I have a set of data for which I have the mean, standard deviation and number of observations for each point (i.e., I have knowledge regarding the accuracy of the measure). In a traditional pymc3 model where I look only at the means, I may do something along the lines of:
x = data['mean']
with pm.Model() as m:
a = pm.Normal('a', mu=0, sd=1)
b = pm.Normal('b', mu=1, sd=1)
y = a + b*x
eps= pm.HalfNormal('eps', sd=1)
likelihood = pm.Normal('likelihood', mu=y, sd=eps, observed=x)

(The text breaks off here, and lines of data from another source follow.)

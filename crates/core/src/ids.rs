//! Locally generated entity identifiers.
//!
//! Format: `<prefix>_<millis>_<random>`, e.g. `proj_1758306032508_uykqi95ei`.
//! Callers must treat the value as opaque.

use std::sync::atomic::{AtomicI64, Ordering};

use rand::Rng;

/// Prefix for project identifiers.
pub const PROJECT_ID_PREFIX: &str = "proj";

/// Prefix for task identifiers.
pub const TASK_ID_PREFIX: &str = "task";

/// Length of the random base-36 suffix.
pub const RANDOM_SUFFIX_LENGTH: usize = 9;

const BASE36: &[u8] = b"0123456789abcdefghijklmnopqrstuvwxyz";

/// Last time component handed out in this process.
static LAST_MILLIS: AtomicI64 = AtomicI64::new(0);

/// Generate a new identifier with the given prefix.
///
/// The time component is strictly increasing within the process, so two
/// calls never collide even when the random suffixes do.
pub fn generate_id(prefix: &str) -> String {
    let millis = next_millis(chrono::Utc::now().timestamp_millis());

    let mut rng = rand::rng();
    let suffix: String = (0..RANDOM_SUFFIX_LENGTH)
        .map(|_| BASE36[rng.random_range(0..BASE36.len())] as char)
        .collect();

    format!("{prefix}_{millis}_{suffix}")
}

/// Generate a project identifier.
pub fn project_id() -> String {
    generate_id(PROJECT_ID_PREFIX)
}

/// Generate a task identifier.
pub fn task_id() -> String {
    generate_id(TASK_ID_PREFIX)
}

/// Returns `now`, or one past the previous value when the clock has not
/// advanced (or went backwards).
fn next_millis(now: i64) -> i64 {
    let previous = LAST_MILLIS
        .fetch_update(Ordering::SeqCst, Ordering::SeqCst, |last| {
            Some(now.max(last + 1))
        })
        .unwrap_or_else(|last| last);
    now.max(previous + 1)
}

What is the best way to incorporate the information regarding the variance of the observations into the model? Obviously the result should weight low-variance observations more heavily than high-variance (less certain) observations.
One approach a statistician suggested was to do the following:
x = data['mean'] # mean of observation
x_sd = data['sd'] # sd of observation
x_n = data['n'] # of measures for observation
x_sem = x_sd/np.sqrt(x_n)
with pm.Model() as m:
a = pm.Normal('a', mu=0, sd=1)
b = pm.Normal('b', mu=1, sd=1)
y = a + b*x
eps = pm.HalfNormal('eps', sd=1)
obs = mc.Normal('obs', mu=x, sd=x_sem, shape=len(x))
likelihood = pm.Normal('likelihood', mu=y, eps=eps, observed=obs)
However, when I run this I get:
TypeError: observed needs to be data but got: <class 'pymc3.model.FreeRV'>
I am running the master branch of pymc3 (3.0 has some performance issues resulting in very slow sample times).